Thompson started the project started when he threw, or shaped, the first bowl in November 2011 and took the last bowl out of the kiln in June, completing the grand collaboration among him and 600 other artists.

“It’s been almost a ‘we’ project and not a ‘me’ project,” Thompson said. “It’s definitely been the community coming together and making the art piece.”

Thompson said he threw a total of 1,250 bowls with each piece representing six and a half hours of his life due to the numerous steps to obtain the final product.

As he went through the process of throwing his bowls, Thompson said it changed his perspective because it added depth and complexity to his understanding of the form.

“I started really looking at all the fine details of a bowl,” Thompson said. “How the inside curved matches the outside curve, how the dome of the underneath where the foot is, where the optimal place to sign a bowl is or if I should sign my work at all. It’s just a lot of questions that really started coming up at 1,000 bowls. By the time 1,250 bowls were done, it was like ‘Alright, time to move on to another form.’”

Thompson said as he took on the project, he hoped to inspire other artists to do the same by using their talents to give back to the community.

“What my hopes were for the project to be a success was make some bowls, sell some bowls and then hopefully inspire other artists to do the same,” Thompson said. “If you really wanted to do something similar you can run something concurrent to something (that) puts food in your belly and a roof over your head and it might take a couple of years, but in a couple of years, you’d have a substantial piece that you could donate and it could do good.”

Although Thompson has garnered praise for both his art work in ceramics and his 1,000 Bowls to Feed the Hungry project, he said the choice make a career out of working with clay came later in his life.
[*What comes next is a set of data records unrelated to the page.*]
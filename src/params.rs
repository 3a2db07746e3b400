use num_bigint::BigInt;
use num_traits::One;
use rand::RngCore;
use rug::{integer::Order, rand::RandState, Integer};
use thiserror::Error;

use crate::arith::mod_pow;
use crate::functions::{
    from_rug, is_probably_prime, random_range, FunctionError, PRIME_CHECK_ROUNDS,
};

/// Retry bound for the subgroup generator search.
pub const MAX_GENERATOR_ATTEMPTS: usize = 10_000;
/// Retry bound for the `p = m*q + 1` modulus search.
pub const MAX_MODULUS_ATTEMPTS: usize = 100_000;

#[derive(Error, Debug)]
pub enum ParamError {
    #[error("invalid bit lengths: q_bits={0}, p_bits={1}")]
    InvalidBitLength(usize, usize),
    #[error("modulus search exceeded {0} attempts")]
    ModulusSearchExhausted(usize),
    #[error("subgroup generator search exceeded {0} attempts")]
    GeneratorSearchExhausted(usize),
    #[error("random number generation failed: {0}")]
    Random(#[from] FunctionError),
}

/// Schnorr group parameters: `g` generates the subgroup of prime order `q`
/// inside the multiplicative group modulo the prime `p`, with `q | p - 1`.
#[derive(Debug, Clone)]
pub struct GroupParams {
    pub g: BigInt,
    pub q: BigInt,
    pub p: BigInt,
}

impl GroupParams {
    /// Generates fresh parameters: a random `q_bits`-bit prime `q`, a prime
    /// `p = m*q + 1` for random `m` of `p_bits - q_bits - 1` bits, and a
    /// generator of the order-`q` subgroup. Both searches are bounded so a
    /// pathological input fails with an error instead of spinning forever.
    pub fn generate(
        q_bits: usize,
        p_bits: usize,
        rng: &mut impl RngCore,
    ) -> Result<Self, ParamError> {
        if q_bits < 2 || p_bits < q_bits + 2 {
            return Err(ParamError::InvalidBitLength(q_bits, p_bits));
        }
        let m_bits = (p_bits - q_bits - 1) as u32;

        let mut seed = [0u8; 32];
        rng.fill_bytes(&mut seed);
        let mut rand_state = RandState::new();
        rand_state.seed(&Integer::from_digits(&seed, Order::Msf));

        let q: Integer = Integer::random_bits(q_bits as u32, &mut rand_state).into();
        let q = q.next_prime();

        let mut attempts = 0;
        let p = loop {
            if attempts >= MAX_MODULUS_ATTEMPTS {
                return Err(ParamError::ModulusSearchExhausted(MAX_MODULUS_ATTEMPTS));
            }
            attempts += 1;
            let m: Integer = Integer::random_bits(m_bits, &mut rand_state).into();
            if m == 0 {
                continue;
            }
            let p: Integer = Integer::from(&m * &q) + 1;
            if p.is_probably_prime(PRIME_CHECK_ROUNDS) != rug::integer::IsPrime::No {
                break p;
            }
        };

        let q = from_rug(&q);
        let p = from_rug(&p);
        let g = random_subgroup_generator(&q, &p, rng)?;
        Ok(GroupParams { g, q, p })
    }

    /// Checks the group structure: `p` and `q` prime, `q | p - 1`, and `g` a
    /// non-trivial element of the order-`q` subgroup.
    pub fn validate(&self) -> bool {
        let one = BigInt::one();
        is_probably_prime(&self.p)
            && is_probably_prime(&self.q)
            && (&self.p - &one) % &self.q == BigInt::from(0)
            && self.g > one
            && self.g < self.p
            && mod_pow(&self.g, &self.q, &self.p) == one
    }
}

/// Samples a generator of the order-`q` subgroup mod `p`: draws `h` in
/// `[2, p)` and keeps `g = h^((p-1)/q)` once it differs from 1.
pub fn random_subgroup_generator(
    q: &BigInt,
    p: &BigInt,
    rng: &mut impl RngCore,
) -> Result<BigInt, ParamError> {
    let one = BigInt::one();
    let exponent = (p - &one) / q;
    for _ in 0..MAX_GENERATOR_ATTEMPTS {
        let h = random_range(&BigInt::from(2), p, rng)?;
        let g = mod_pow(&h, &exponent, p);
        if g != one {
            return Ok(g);
        }
    }
    Err(ParamError::GeneratorSearchExhausted(MAX_GENERATOR_ATTEMPTS))
}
Thompson worked with clay up until his early adulthood when he started studying business and much to his success, he became the CEO of his own corporation, CJ’s Computer Enterprises.

With his success and a failed marriage in his 40s, he grew disillusioned of his life in the business.

“In the business world, it’s all about take-take-take on your way to the top and dog-eat-dog and I became good at what I did,” Thompson said. “I became a shark among sharks and I kind of got tired of that ‘Give me’ lifestyle and paradigm.”

It was not until he returned to school and took a ceramics class that he realized working with clay was something he wanted to do.

“It’s these personal choices that we make to ourselves that matter most in our lives when we try to decide what we want to do with our lives,” Thompson said. “Certainly, the sooner we can make those choices, the better, but it’s never too late to make those choices. I was brave enough to want to start all over again.”

Now that Thompson is becoming known in the Sacramento art community, he has culminated acclaim from many gallery owners for his work with 1,000 Bowls to Feed the Hungry.

Carol Brewer, owner of Blue Moon Gallery, said she admires Thompson not only for the work that he has accomplished, but the genius quality his work has.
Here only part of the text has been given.